Gift ist nicht das einzige Mittel, mit dem die Basler die Ratten bekämpfen. «Abwasserrohre, die ausser Betrieb sind, werden von uns verschlossen, genauso wie andere mögliche Schlupflöcher, die wir finden», sagt Amatter. So könne man verhindern, dass sich Brutstätten, Vorratslager und Rückzugsorte etablieren. Die Ratten wird man dadurch aber nicht los. Zu perfekt sind sie an ein Leben im Untergrund angepasst. Die Dunkelheit kommt den dämmerungs- und nachtaktiven Tieren genauso entgegen wie die hohe Luftfeuchtigkeit und die mehr oder weniger konstanten gemässigten Temperaturen. Darüber hinaus sind Wanderratten hervorragende Schwimmer und Kletterer. 

Am Ende ist es aber doch das Nahrungsangebot, das den Ausschlag gibt. Deshalb treten in Basel, wie wohl in den meisten Städten und Gemeinden, grössere Rattenpopulationen vor allem dort auf, wo es in der Kanalisation Zuläufe von Restaurants, Metzgereien, Bäckereien oder Lebensmittelherstellern gibt.

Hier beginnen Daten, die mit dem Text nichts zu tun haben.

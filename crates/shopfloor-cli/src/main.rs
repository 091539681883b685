//! shopfloor - command-line client for the shopfloor work-tracking service.
//!
//! A thin wrapper over `shopfloor-http`: scan product labels, close steps,
//! manage day plans and register devices from a terminal.

mod cli;
mod commands;
mod context;
mod output;

use std::process::ExitCode;

use clap::Parser;
use tracing_subscriber::{EnvFilter, fmt, prelude::*};

use cli::Cli;
use context::AppContext;

#[tokio::main]
async fn main() -> ExitCode {
    let cli = Cli::parse();

    init_logging(cli.verbose, cli.json_logs);

    let result = match AppContext::new(&cli.global) {
        Ok(ctx) => commands::handle(cli.command, &ctx).await,
        Err(e) => Err(e),
    };

    match result {
        Ok(()) => ExitCode::SUCCESS,
        Err(e) => {
            output::failure(&e);
            ExitCode::FAILURE
        }
    }
}

fn init_logging(verbosity: u8, json: bool) {
    let filter = match verbosity {
        0 => "warn",
        1 => "info",
        2 => "debug",
        _ => "trace",
    };

    let filter = EnvFilter::try_from_default_env().unwrap_or_else(|_| EnvFilter::new(filter));

    if json {
        tracing_subscriber::registry()
            .with(filter)
            .with(fmt::layer().json().with_writer(std::io::stderr))
            .init();
    } else {
        tracing_subscriber::registry()
            .with(filter)
            .with(fmt::layer().with_target(false).with_writer(std::io::stderr))
            .init();
    }
}
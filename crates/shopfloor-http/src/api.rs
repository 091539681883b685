//! One method per endpoint, returning raw exchanges.

use chrono::NaiveDate;

use shopfloor_core::model::{
    DayPlanStepCreate, DayPlanStepUpdate, DeviceRequest, ProductCreate, ProductStatus,
};
use shopfloor_core::{Exchange, Result, SerialNumber};

use crate::endpoints;
use crate::request::ApiRequest;
use crate::transport::AuthedTransport;

/// Typed endpoint calls over an [`AuthedTransport`].
///
/// Results are left unclassified. Methods that take a body return
/// `Result<Exchange>` because encoding the body can fail before anything
/// is sent.
#[derive(Debug)]
pub struct ApiClient {
    transport: AuthedTransport,
}

impl ApiClient {
    pub fn new(transport: AuthedTransport) -> Self {
        Self { transport }
    }

    pub fn transport(&self) -> &AuthedTransport {
        &self.transport
    }

    pub async fn get_product(&self, serial: &SerialNumber) -> Exchange {
        self.transport
            .execute(&ApiRequest::get(endpoints::product(serial)))
            .await
    }

    pub async fn post_product(&self, product: &ProductCreate) -> Result<Exchange> {
        let request = ApiRequest::post(endpoints::PRODUCTS).with_json(product)?;
        Ok(self.transport.execute(&request).await)
    }

    pub async fn get_processes(&self) -> Exchange {
        self.transport
            .execute(&ApiRequest::get(endpoints::PROCESSES))
            .await
    }

    pub async fn get_employees(&self) -> Exchange {
        self.transport
            .execute(&ApiRequest::get(endpoints::EMPLOYEES))
            .await
    }

    pub async fn get_day_plans(&self, date: NaiveDate) -> Exchange {
        let request = ApiRequest::get(endpoints::DAILY_PLANS)
            .with_query("plan_date", date.format("%Y-%m-%d"));
        self.transport.execute(&request).await
    }

    pub async fn post_step(&self, step_id: i64) -> Exchange {
        let request = ApiRequest::post(endpoints::CLOSE_STEP).with_query("step_id", step_id);
        self.transport.execute(&request).await
    }

    pub async fn change_product_process(&self, product_id: i64, process_id: i64) -> Exchange {
        let request = ApiRequest::post(endpoints::CHANGE_PRODUCT_PROCESS)
            .with_query("product_id", product_id)
            .with_query("new_process_id", process_id);
        self.transport.execute(&request).await
    }

    pub async fn change_product_status(&self, product_id: i64, status: ProductStatus) -> Exchange {
        self.transport
            .execute(&ApiRequest::post(endpoints::product_status(product_id, status)))
            .await
    }

    pub async fn change_step_performer(&self, step_id: i64, employee_id: i64) -> Exchange {
        let request = ApiRequest::post(endpoints::step_performer(step_id))
            .with_query("new_employee_id", employee_id);
        self.transport.execute(&request).await
    }

    pub async fn post_plan_step(&self, step: &DayPlanStepCreate) -> Result<Exchange> {
        let request = ApiRequest::post(endpoints::PLAN_STEPS).with_json(step)?;
        Ok(self.transport.execute(&request).await)
    }

    pub async fn update_plan_step(&self, step: &DayPlanStepUpdate) -> Result<Exchange> {
        let request = ApiRequest::post(endpoints::plan_step(step.step_id)).with_json(step)?;
        Ok(self.transport.execute(&request).await)
    }

    pub async fn delete_plan_step(&self, plan_step_id: i64) -> Exchange {
        self.transport
            .execute(&ApiRequest::delete(endpoints::plan_step(plan_step_id)))
            .await
    }

    pub async fn post_device(&self, device: &DeviceRequest) -> Result<Exchange> {
        let request = ApiRequest::post(endpoints::NEW_DEVICE).with_json(device)?;
        Ok(self.transport.execute(&request).await)
    }

    pub async fn get_employee_qr(&self, employee_id: i64) -> Exchange {
        self.transport
            .execute(&ApiRequest::get(endpoints::employee_qr(employee_id)))
            .await
    }
}
//! Daily work plans.

use chrono::NaiveDate;
use serde::{Deserialize, Serialize};

use super::directory::Employee;
use super::product::StepDefinition;

/// One employee's plan for one day.
#[derive(Debug, Clone, PartialEq, Eq, Serialize, Deserialize)]
pub struct DayPlan {
    pub id: i64,
    pub employee_id: i64,
    pub date: NaiveDate,
    pub employee: Employee,
    #[serde(default)]
    pub steps: Vec<DayPlanStep>,
}

impl DayPlan {
    pub fn planned_total(&self) -> u64 {
        self.steps.iter().map(|s| u64::from(s.planned_quantity)).sum()
    }

    pub fn actual_total(&self) -> u64 {
        self.steps.iter().map(|s| u64::from(s.actual_quantity)).sum()
    }
}

/// A planned quantity of one step definition inside a day plan.
#[derive(Debug, Clone, PartialEq, Eq, Serialize, Deserialize)]
pub struct DayPlanStep {
    pub id: i64,
    pub daily_plan_id: i64,
    pub step_definition_id: i64,
    pub planned_quantity: u32,
    #[serde(default)]
    pub actual_quantity: u32,
    #[serde(default)]
    pub work_process: String,
    pub step_definition: StepDefinition,
}

/// Request body for adding a step to an employee's plan.
#[derive(Debug, Clone, PartialEq, Eq, Serialize)]
pub struct DayPlanStepCreate {
    pub plan_date: NaiveDate,
    pub employee_id: i64,
    pub step_id: i64,
    pub planned_quantity: u32,
}

/// Request body for changing an existing plan step.
///
/// `step_id` is the id of the plan step being changed, not of the step
/// definition.
#[derive(Debug, Clone, PartialEq, Eq, Serialize)]
pub struct DayPlanStepUpdate {
    pub step_id: i64,
    pub plan_date: NaiveDate,
    pub step_definition_id: i64,
    pub employee_id: i64,
    pub planned_quantity: u32,
}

Dankbar sind die Nager auch, wenn Bewohner Essensreste und abgelaufene Nahrungsmittel die Toilette hinunterspülen, anstatt sie mit dem Hauskehricht zu entsorgen. Wie häufig das passiert, ist jedoch schwer zu sagen. Denn im Gegensatz zum Rheinbord und zu den Parkanlagen geschieht diese Form von Littering im Verborgenen.

Dieser Artikel erschien erstmals 2019 in der «Tierwelt».